DEFAULT_NAMESPACE = "default"

AWS_ACCESS_KEY_ID = os.getenv("AWS_ACCESS_KEY_ID") or ""
AWS_SECRET_ACCESS_KEY = os.getenv("AWS_SECRET_ACCESS_KEY") or ""

spark.conf.set(f"spark.sql.catalog.{CATALOG_NAME}", "org.apache.iceberg.spark.SparkCatalog")
spark.conf.set(f"spark.sql.catalog.{CATALOG_NAME}.catalog-impl", "org.apache.iceberg.aws.glue.GlueCatalog")
spark.conf.set(f"spark.sql.catalog.{CATALOG_NAME}.warehouse", "s3a://cloud-sdk/warehouse/")
spark.conf.set(f"spark.sql.catalog.{CATALOG_NAME}.io-impl", "org.apache.iceberg.aws.s3.S3FileIO")
spark.conf.set(f"spark.hadoop.fs.s3a.access.key", AWS_ACCESS_KEY_ID)
spark.conf.set(f"spark.hadoop.fs.s3a.secret.key", AWS_SECRET_ACCESS_KEY)

### Change Catalog

Activate the catalog and optionally the namespace.


In [24]:
%%sql
USE demo;

### Create new Namespace

A Namespace in Glue is a Database.

In [25]:
%%sql
CREATE NAMESPACE new_namespace;

### Activate namespace

In [26]:
%%sql
USE demo.new_namespace;

### List existing catalogs, namespaces, tables

In [27]:
%%sql
SHOW catalogs;

catalog
demo
spark_catalog


In [28]:
%%sql
SHOW namespaces;

namespace
demo
iceberg
new_namespace
test
`unique-stocks`


### Create table

In [29]:
%%sql
CREATE TABLE people (
  name STRING,
  age INT
) USING iceberg;

Create a table in a different Namespace than the one activated.

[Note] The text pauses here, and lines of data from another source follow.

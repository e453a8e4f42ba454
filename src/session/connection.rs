use std::collections::VecDeque;
use std::sync::Arc;

use futures::{Stream, StreamExt};
use log::{debug, error, info, trace, warn};
use tokio::sync::watch;

use crate::api::central::{CentralTransport, PeripheralId};
use crate::api::central_event::{CentralEvent, CentralState};
use crate::api::characteristic::{Characteristic, CharacteristicWriteType};
use crate::api::descriptor::DescriptorValue;
use crate::api::handle::{AttributeHandle, CharacteristicHandle, DescriptorHandle, WalkId};
use crate::api::service::AttributeTree;
use crate::config::SessionConfig;
use crate::session::discovery::{
    DiscoveryDiagnostic, DiscoveryRequest, DiscoveryResponse, DiscoveryWalker, WalkStep,
};
use crate::session::dispatch::{OperationDispatcher, PendingWrite, WriteRequest};
use crate::{Error, ErrorType, Result};

#[derive(Clone, Copy, Debug, Default, Eq, PartialEq)]
pub enum ConnectionState {
    #[default]
    Disconnected,
    Connecting,
    Discovering,
    Connected,
    Disconnecting,
}

/// What a consumer can observe about a session.
#[derive(Clone, Debug, Default, PartialEq)]
pub struct SessionStatus {
    pub state: ConnectionState,
    pub name: Option<String>,
    pub attributes: Option<Arc<AttributeTree>>,
    pub pending_write: Option<CharacteristicHandle>,
}

/// The connection to one peripheral, from the connect request through
/// discovery to the link going down.
///
/// All transport events for the peripheral go through
/// [`handle_event`](Self::handle_event), one at a time.
pub struct ConnectionSession<T: CentralTransport> {
    transport: Arc<T>,
    peripheral: PeripheralId,
    config: SessionConfig,
    state: ConnectionState,
    name: Option<String>,
    wants_connection: bool,
    walk: WalkId,
    walker: Option<DiscoveryWalker>,
    live: Option<AttributeTree>,
    published: Option<Arc<AttributeTree>>,
    pending_write: Option<PendingWrite>,
    diagnostics: Vec<DiscoveryDiagnostic>,
    status_tx: watch::Sender<SessionStatus>,
}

Glue needs to have the `catalog_name`.`database_name`.`table_name`.

In [33]:
%%sql
CREATE TABLE IF NOT EXISTS demo.demo.quote (date Date, Close Float) USING iceberg PARTITIONED BY (YEAR(date));

### Show tables

In [34]:
%%sql
SHOW tables;

namespace,tableName,isTemporary
new_namespace,people,False


## Insert

In [35]:
quote = spark.read.csv("data/GDAXI.INDX.csv", header=True, inferSchema=True).select(["Date", "Close"])
quote.writeTo("demo.demo.quote").append()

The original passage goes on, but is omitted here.